Goenawan membedakan pemaafan dengan rekonsiliasi. Tak ada yang tahu bahwa dengan mengajukan permintaan maaf, Gus Dur sedang membicarakan ihwal pemaafan, bukan rekonsiliasi. Buktinya, anak-anak muda NU menerjemahkan pemaafan yang diajukan Gus Dur tak lain adalah sebuah rekonsiliasi (baca jurnal Taswirul Afkar edisi No 15 Tahun 2003 tentang Peristiwa 65-66, yang analisanya atas tragedi 65 masih sangat bias dan penuh kata-kata penyederhanaan).

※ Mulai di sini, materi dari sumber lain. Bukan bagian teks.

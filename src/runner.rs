/*!
runner.rs - process execution for the wrapped CLI.

Focus:
  - CommandRunner: async seam used by discovery and dispatch
  - ProcessRunner: tokio::process implementation (`<program> <base args> <argv>`)
  - CallResult / Output: captured process outcome, with best-effort
    structured decoding of stdout

Ordinary failure (non-zero exit) is a value, not an error. Only a process
that cannot be started yields `exit_code = -1` plus a diagnostic, and even
that is reported through `CallResult` rather than `Err`.
*/

use async_trait::async_trait;
use serde_json::Value;
use std::process::Stdio;
use tokio::process::Command;
use tracing::{debug, error, info};

use crate::target::TargetSpec;

/* ---- Output ---- */

/// Captured stdout: either plain text or text that decoded into a structured value.
#[derive(Debug, Clone, PartialEq)]
pub enum Output {
    RawText(String),
    Decoded { raw: String, value: Value },
}

impl Output {
    /// Classify stdout. Decoding is only attempted for successful runs whose
    /// trimmed output opens with `[` or `{`.
    pub fn from_stdout(stdout: String, succeeded: bool) -> Self {
        if !succeeded {
            return Output::RawText(stdout);
        }
        match decode_structured(&stdout) {
            Some(value) => Output::Decoded { raw: stdout, value },
            None => Output::RawText(stdout),
        }
    }

    /// The captured text, regardless of decoding.
    pub fn raw(&self) -> &str {
        match self {
            Output::RawText(raw) | Output::Decoded { raw, .. } => raw,
        }
    }

    pub fn decoded(&self) -> Option<&Value> {
        match self {
            Output::RawText(_) => None,
            Output::Decoded { value, .. } => Some(value),
        }
    }
}

/// JSON first, then YAML flow style (a JSON superset some CLIs emit).
fn decode_structured(text: &str) -> Option<Value> {
    let trimmed = text.trim();
    if !(trimmed.starts_with('[') || trimmed.starts_with('{')) {
        return None;
    }
    if let Ok(value) = serde_json::from_str::<Value>(trimmed) {
        return Some(value);
    }
    let yaml: serde_yaml::Value = serde_yaml::from_str(trimmed).ok()?;
    match serde_json::to_value(yaml) {
        Ok(value) => Some(value),
        Err(e) => {
            debug!("structured stdout not representable as JSON: {e}");
            None
        }
    }
}

/* ---- CallResult ---- */

#[derive(Debug, Clone, PartialEq)]
pub struct CallResult {
    pub exit_code: i32,
    pub stdout: Output,
    pub stderr: String,
    pub succeeded: bool,
    /// Populated only when the process could not be started.
    pub diagnostic: Option<String>,
}

impl CallResult {
    /// Build from a finished process. A missing exit code (terminated by signal)
    /// is reported as -1.
    pub fn from_exit(code: Option<i32>, stdout: String, stderr: String) -> Self {
        let exit_code = code.unwrap_or(-1);
        let succeeded = exit_code == 0;
        CallResult {
            exit_code,
            stdout: Output::from_stdout(stdout, succeeded),
            stderr,
            succeeded,
            diagnostic: None,
        }
    }

    pub fn start_failure(message: impl Into<String>) -> Self {
        let message = message.into();
        CallResult {
            exit_code: -1,
            stdout: Output::RawText(String::new()),
            stderr: message.clone(),
            succeeded: false,
            diagnostic: Some(message),
        }
    }

    /// Help-style text: stdout, or stderr when stdout is blank (some CLIs
    /// print usage to stderr).
    pub fn text(&self) -> &str {
        let out = self.stdout.raw();
        if out.trim().is_empty() {
            &self.stderr
        } else {
            out
        }
    }

    /// Machine-readable view used by `exec --json`.
    pub fn to_json(&self) -> Value {
        serde_json::json!({
            "succeeded": self.succeeded,
            "exit_code": self.exit_code,
            "stdout": self.stdout.raw(),
            "stderr": self.stderr,
            "data": self.stdout.decoded(),
            "diagnostic": self.diagnostic,
        })
    }
}

/* ---- Runner ---- */

/// Executes the wrapped CLI. Implementations must not panic or return early
/// on process failure; every outcome is a `CallResult`.
#[async_trait]
pub trait CommandRunner: Send + Sync {
    /// Display name of the wrapped program (used in messages and fallbacks).
    fn program(&self) -> &str;

    async fn execute(&self, argv: &[String], cwd: Option<&str>) -> CallResult;
}

/// Spawns the real target with `tokio::process`.
#[derive(Debug, Clone)]
pub struct ProcessRunner {
    target: TargetSpec,
}

impl ProcessRunner {
    pub fn new(target: TargetSpec) -> Self {
        Self { target }
    }
}

#[async_trait]
impl CommandRunner for ProcessRunner {
    fn program(&self) -> &str {
        self.target.display_name()
    }

    async fn execute(&self, argv: &[String], cwd: Option<&str>) -> CallResult {
        let cwd = cwd.filter(|c| !c.trim().is_empty());
        info!(target_cli = %self.target, argv = %argv.join(" "), cwd = ?cwd, "running command");

        let mut cmd = Command::new(&self.target.program);
        cmd.args(&self.target.args)
            .args(argv)
            .stdin(Stdio::null())
            .stdout(Stdio::piped())
            .stderr(Stdio::piped());
        if let Some(dir) = cwd {
            cmd.current_dir(dir);
        }

        match cmd.output().await {
            Ok(out) => {
                let result = CallResult::from_exit(
                    out.status.code(),
                    String::from_utf8_lossy(&out.stdout).into_owned(),
                    String::from_utf8_lossy(&out.stderr).into_owned(),
                );
                debug!(exit_code = result.exit_code, "command finished");
                result
            }
            Err(e) => {
                error!("failed to start {}: {e}", self.target.program);
                CallResult::start_failure(format!(
                    "failed to start `{}`: {e}",
                    self.target.program
                ))
            }
        }
    }
}

/* ---- Test support ---- */


/* ---- Tests ---- */
#[cfg(test)]
mod tests {
    use super::*;
    use crate::target::parse_target;
    use serde_json::json;

    #[test]
    fn json_stdout_is_decoded() {
        let out = Output::from_stdout("  [{\"iid\": 1}]\n".into(), true);
        assert_eq!(out.decoded(), Some(&json!([{"iid": 1}])));
        assert_eq!(out.raw(), "  [{\"iid\": 1}]\n");
    }

    #[test]
    fn plain_stdout_stays_text() {
        let out = Output::from_stdout("Logged in".into(), true);
        assert_eq!(out, Output::RawText("Logged in".into()));
    }

    #[test]
    fn broken_json_is_kept_as_text() {
        let out = Output::from_stdout("{\"a\": ".into(), true);
        assert!(out.decoded().is_none());
        assert_eq!(out.raw(), "{\"a\": ");
    }

    #[test]
    fn yaml_flow_style_is_decoded() {
        let out = Output::from_stdout("{name: demo, count: 2}".into(), true);
        assert_eq!(out.decoded(), Some(&json!({"name": "demo", "count": 2})));
    }

    #[test]
    fn failed_runs_are_never_decoded() {
        let result = CallResult::from_exit(Some(2), "{\"a\":1}".into(), "boom".into());
        assert!(!result.succeeded);
        assert!(result.stdout.decoded().is_none());
        assert_eq!(result.exit_code, 2);
    }

    #[test]
    fn signal_exit_maps_to_minus_one() {
        let result = CallResult::from_exit(None, String::new(), String::new());
        assert_eq!(result.exit_code, -1);
        assert!(!result.succeeded);
        assert!(result.diagnostic.is_none());
    }

    #[test]
    fn text_falls_back_to_stderr() {
        let result = CallResult::from_exit(Some(0), "  \n".into(), "Usage: x".into());
        assert_eq!(result.text(), "Usage: x");
    }

    #[tokio::test]
    async fn missing_executable_is_a_failed_result() {
        let runner = ProcessRunner::new(parse_target("definitely-not-a-real-binary-4711").unwrap());
        let result = runner.execute(&["--help".to_string()], None).await;
        assert!(!result.succeeded);
        assert_eq!(result.exit_code, -1);
        assert!(result.diagnostic.is_some());
        assert!(result.stderr.contains("definitely-not-a-real-binary-4711"));
    }

    #[cfg(unix)]
    #[tokio::test]
    async fn base_args_and_cwd_are_applied() {
        let runner = ProcessRunner::new(parse_target("sh -c").unwrap());
        let dir = std::env::temp_dir();
        let result = runner
            .execute(&["pwd".to_string()], dir.to_str())
            .await;
        assert!(result.succeeded, "stderr: {}", result.stderr);
        let printed = std::path::PathBuf::from(result.stdout.raw().trim());
        assert_eq!(
            printed.canonicalize().unwrap(),
            dir.canonicalize().unwrap()
        );
    }

    #[cfg(unix)]
    #[tokio::test]
    async fn nonzero_exit_is_not_an_error() {
        let runner = ProcessRunner::new(parse_target("sh -c").unwrap());
        let result = runner
            .execute(&["echo nope >&2; exit 3".to_string()], None)
            .await;
        assert!(!result.succeeded);
        assert_eq!(result.exit_code, 3);
        assert_eq!(result.stderr.trim(), "nope");
        assert!(result.diagnostic.is_none());
    }
}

Bagi saya, baik pemaafan mau pun rekonsiliasi, kedunya sama: sebuah ajakan untuk berdamai sambil melupakan. Pemaafan dan rekonsiliasi selalu mengandung muatan pesan penuduh dan tertuduh, yang bersalah dan yang tak bersalah. Di sini kita sampai pada ihwal bernama singularitas dan ambiguitas pesan, yang juga dipeluk teguh oleh Goenawan.
Hanya sang tertuduh dan korban yang dapat menentukan apakah ia akan memaafkan atau tidak. Korban yang merasa tak bersalah akan menganggap pemaafan bukan ditujukan kepada dirinya. Kedua-duanya berada dalam wilayah yang tak jelas dan tak tegas, terutama tentang apa yang akan dimaafkan, siapa yang dimaafkan, apakah perbuatannya yang dimaafkan atau orangnya.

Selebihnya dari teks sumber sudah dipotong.